Tosa Two Heart is wearing her community’s hearts on her sleeves and is hoping others will too.
Alumnus Two Heart is exploring new niches in fashion by incorporating traditional Lakota designs into modern clothes. She said her work amplifies the voices of Native Americans in the exclusionary space of Western fashion through its emphasis on Lakota symbols and traditions. In doing so, she said she hopes to raise awareness for the rich culture that shaped her life and pay homage to the Lakota people.
“Part of fashion and Native art is educating the world on who we are as Native people and what makes us unique, not in a stereotypical way, not in a negative way,” Two Heart said. “But this is who we are, and every one of us has our own story to share.”
Two Heart said she is constantly looking for ways to add the story of her community and its members to her designs and also include their utility as facilitators of Native expression. This is one of the most fulfilling aspects of her work, she said, because she gets to play a role in how people express themselves with pride for their cultural heritage. Kenneth Ramos, an alumnus and friend of Two Heart, said Two Heart’s clothes represent Native American pride for the people wearing them.
“It’s a way to express pride in myself, in my culture and in larger American Indian cultures and tribal nations, assert sovereignty and express a pride of being tribally sovereign,” Ramos said.

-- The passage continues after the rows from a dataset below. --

use super::piece::PieceKind;

pub const FILES: u8 = 8;
pub const RANKS: u8 = 8;
pub const LAYERS: u8 = 3;

/// Total number of addressable squares across all layers.
pub const NUM_SQUARES: usize = FILES as usize * RANKS as usize * LAYERS as usize;

pub const PIECES_PER_SIDE: usize = 16;

/// Back rank, file by file, with the id suffix each piece carries.
pub const BACK_RANK: [(&str, PieceKind); FILES as usize] = [
    ("kr", PieceKind::Rook),
    ("kk", PieceKind::Knight),
    ("kb", PieceKind::Bishop),
    ("k", PieceKind::King),
    ("q", PieceKind::Queen),
    ("qb", PieceKind::Bishop),
    ("qk", PieceKind::Knight),
    ("qr", PieceKind::Rook),
];

/// Starting (back rank, pawn rank, layer) for white.
pub const WHITE_HOME: (u8, u8, u8) = (0, 1, 0);
/// Starting (back rank, pawn rank, layer) for black.
pub const BLACK_HOME: (u8, u8, u8) = (7, 6, 2);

Two Heart said she typically produces about one to two designs per year for an array of clothes such as her “Something Else” collection and utility items such as umbrellas. She said these designs are based on past events and current developments in her life and the Lakota community. For example, Two Heart said her first design was a blue Lakota-style star quilt in honor of her grandmother, Wicahpi Waste Win (translated as “good star woman”), whose star quilts inspired Two Heart as a child.
She said she also takes inspiration from other sources such as the Japanese brand tokidoki and the luxury designer brand Versace, which allows her to blend contemporary and traditional aesthetics. Additionally, Two Heart’s pieces function as her version of Lakota winter counts, a Lakota practice that focuses on commemorating one year of life through a single visual representation, she said.

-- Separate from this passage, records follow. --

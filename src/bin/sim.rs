use layerchess::{apply_move, Board, Color, Player, RandomPlayer};
use rand::{rngs::SmallRng, SeedableRng};
use serde_json::json;

const DEFAULT_MAX_PLIES: usize = 200;

fn main() -> anyhow::Result<()> {
    let args: Vec<String> = std::env::args().collect();
    if !(3..=4).contains(&args.len()) {
        eprintln!("Usage: {} <seed1> <seed2> [max_plies]", args[0]);
        std::process::exit(1);
    }
    let seed1: u64 = args[1].parse()?;
    let seed2: u64 = args[2].parse()?;
    let max_plies: usize = match args.get(3) {
        Some(n) => n.parse()?,
        None => DEFAULT_MAX_PLIES,
    };

    let mut rng1 = SmallRng::seed_from_u64(seed1);
    let mut rng2 = SmallRng::seed_from_u64(seed2);
    let mut white = RandomPlayer::new();
    let mut black = RandomPlayer::new();
    let mut board = Board::new();

    while !board.is_over() && board.history().len() < max_plies {
        let request = if board.white_to_move() {
            white.select_move(&mut rng1, &board)
        } else {
            black.select_move(&mut rng2, &board)
        };
        let Some(request) = request else {
            break;
        };
        let to = request.destination()?;
        apply_move(&mut board, &request.piece_id, to)?;
    }

    let winner = board.winner().map(|c| match c {
        Color::White => "white",
        Color::Black => "black",
    });
    let score = board.score();
    let moves: Vec<&str> = board.notation_history().collect();

    let result = json!({
        "plies": board.history().len(),
        "winner": winner,
        "white_score": score.white,
        "black_score": score.black,
        "moves": moves,
    });

    println!("{}", serde_json::to_string(&result)?);
    Ok(())
}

Regarding the Indigenous community’s response to her work, Two Heart said it has been positive, whether it was in person at fashion shows or online through her social media accounts such as TikTok and Facebook. Ramos said this can be attributed to the distinct visual silhouette of Two Heart’s work, which functions as a beacon for different Native communities to jointly express their cultural pride. Clementine Bordeaux, a doctoral student in dance and world arts and cultures and Two Heart’s friend, said Two Heart’s blend of aesthetics also contributed to the community’s response.
“Her work inspires me to think about how we might look in the future,” Bordeaux said. “It’s still very Lakota. It’s using new colors, new fabrics and newer designs, but it’s still very reminiscent of who we are as tribal people.”
Outside of her creative endeavors, Two Heart said she is heavily involved in serving her community through her job as a director at a local health board. During her time at UCLA, she was involved in creating and organizing events for members of the Native community, such as the Ms. UCLA Pow Wow Pageant and the Native American Fashion Show at UCLA. Bordeaux said she is always impressed with how Two Heart can balance her creative and personal pursuits while still remaining driven and passionate about serving her community.
However, Two Heart said the road to building her brand and getting her name out there has not been easy. But she said the fulfillment and happiness that she feels when she sees people wearing her work have pushed her to continue telling her story. From her first T-shirt design to her current endeavors, Two Heart said she is focused on imbuing her work with its own intent and meaning.
“You end up being cooler than the cool kids if you do your own thing,” Two Heart said. “Be confident. Be proud.”